Chip miniaturizes holography

June 16/23, 2004

Researchers from Chiba University and the Institute of Physical and Chemical Research (RIKEN) in Japan have built a hologram generator on a single circuit board.

The device could eventually be used for three-dimensional television, three-dimensional visualization of statistics, and three-dimensional medical imaging.

The researchers' system consists of a special-purpose computer chip and a high-resolution liquid-crystal display panel. The system generates holograms on the screen with a half second delay for an object that consists of 1,000 points, according to the researchers.

The key to generating a hologram in near real-time is being able to compute a very large number of pixels very quickly.

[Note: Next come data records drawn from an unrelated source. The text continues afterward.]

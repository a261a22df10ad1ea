//! Typed description of a reference table
//!
//! Strings only become enum values through the `parse` constructors below,
//! which is where values outside the allowed sets are rejected.

use tfplug::AttributePath;

use super::error::{ReferenceTableError, Result};

/// Where the table's rows come from. Fixed once the table exists.
#[derive(Debug, Clone, Copy, PartialEq, Eq)]
pub enum SourceType {
    LocalFile,
    S3,
    Gcs,
    Azure,
}

impl SourceType {
    pub const VALUES: &'static [&'static str] = &["LOCAL_FILE", "S3", "GCS", "AZURE"];

    pub fn as_str(&self) -> &'static str {
        match self {
            SourceType::LocalFile => "LOCAL_FILE",
            SourceType::S3 => "S3",
            SourceType::Gcs => "GCS",
            SourceType::Azure => "AZURE",
        }
    }

    pub fn parse(path: &AttributePath, value: &str) -> Result<Self> {
        match value {
            "LOCAL_FILE" => Ok(SourceType::LocalFile),
            "S3" => Ok(SourceType::S3),
            "GCS" => Ok(SourceType::Gcs),
            "AZURE" => Ok(SourceType::Azure),
            _ => Err(invalid(path, value, Self::VALUES)),
        }
    }
}

#[derive(Debug, Clone, Copy, PartialEq, Eq)]
pub enum FieldType {
    String,
    Double,
    Boolean,
}

impl FieldType {
    pub const VALUES: &'static [&'static str] = &["STRING", "DOUBLE", "BOOLEAN"];

    pub fn as_str(&self) -> &'static str {
        match self {
            FieldType::String => "STRING",
            FieldType::Double => "DOUBLE",
            FieldType::Boolean => "BOOLEAN",
        }
    }

    pub fn parse(path: &AttributePath, value: &str) -> Result<Self> {
        match value {
            "STRING" => Ok(FieldType::String),
            "DOUBLE" => Ok(FieldType::Double),
            "BOOLEAN" => Ok(FieldType::Boolean),
            _ => Err(invalid(path, value, Self::VALUES)),
        }
    }
}

/// Cloud provider holding the source file
#[derive(Debug, Clone, Copy, PartialEq, Eq)]
pub enum StorageType {
    S3,
    Gcs,
    Azure,
}

impl StorageType {
    pub const VALUES: &'static [&'static str] = &["s3", "gcs", "azure"];

    pub fn as_str(&self) -> &'static str {
        match self {
            StorageType::S3 => "s3",
            StorageType::Gcs => "gcs",
            StorageType::Azure => "azure",
        }
    }

    pub fn parse(path: &AttributePath, value: &str) -> Result<Self> {
        match value {
            "s3" => Ok(StorageType::S3),
            "gcs" => Ok(StorageType::Gcs),
            "azure" => Ok(StorageType::Azure),
            _ => Err(invalid(path, value, Self::VALUES)),
        }
    }
}

fn invalid(
    path: &AttributePath,
    value: &str,
    allowed: &'static [&'static str],
) -> ReferenceTableError {
    ReferenceTableError::InvalidEnumValue {
        path: path.clone(),
        value: value.to_string(),
        allowed,
    }
}

#[derive(Debug, Clone, PartialEq, Eq)]
pub struct SchemaField {
    pub name: String,
    pub field_type: FieldType,
}

#[derive(Debug, Clone, PartialEq, Eq)]
pub struct TableSchema {
    pub fields: Vec<SchemaField>,
    pub primary_keys: Vec<String>,
}

#[derive(Debug, Clone, PartialEq, Eq)]
pub struct AccessDetails {
    pub storage_type: StorageType,
    pub region: Option<String>,
    pub bucket_name: String,
    pub key_path: String,
}

/// How the initial contents reach the service. Write-only: sent on create,
/// never read back.
#[derive(Debug, Clone, PartialEq, Eq)]
pub enum FileMetadata {
    LocalFile { upload_id: String },
    CloudStorage { access_details: AccessDetails },
}

/// Everything known about one reference table
///
/// `None` in an optional field means absent; `Some(vec![])` for tags is an
/// explicit empty list and is kept distinct.
#[derive(Debug, Clone, PartialEq, Eq)]
pub struct TableDescriptor {
    pub id: Option<String>,
    pub table_name: String,
    pub description: Option<String>,
    pub source: SourceType,
    pub schema: TableSchema,
    pub file_metadata: Option<FileMetadata>,
    pub tags: Option<Vec<String>>,

    // Server-populated
    pub created_by: Option<String>,
    pub last_updated_by: Option<String>,
    pub row_count: Option<i64>,
    pub status: Option<String>,
    pub updated_at: Option<String>,
}

impl TableDescriptor {
    pub fn new(table_name: impl Into<String>, source: SourceType, schema: TableSchema) -> Self {
        Self {
            id: None,
            table_name: table_name.into(),
            description: None,
            source,
            schema,
            file_metadata: None,
            tags: None,
            created_by: None,
            last_updated_by: None,
            row_count: None,
            status: None,
            updated_at: None,
        }
    }
}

A good three-dimensional picture must have a dot pitch, or pixel size, of less than than 5 microns to look right to both eyes. A hologram that is 10 centimeters by 10 centimeters with a 5-micron dot pitch contains 20,000 by 20,000 pixels.

A real-time reconstruction of an image with that many pixels requires a computation speed faster than today's computers by one million times, according to the researchers. The researchers' scheme speeds the computation by programming the chip to calculate the data in parallel streams. The scheme is also scalable; multiple chips can be used to increase the speed of the system or the size of the image.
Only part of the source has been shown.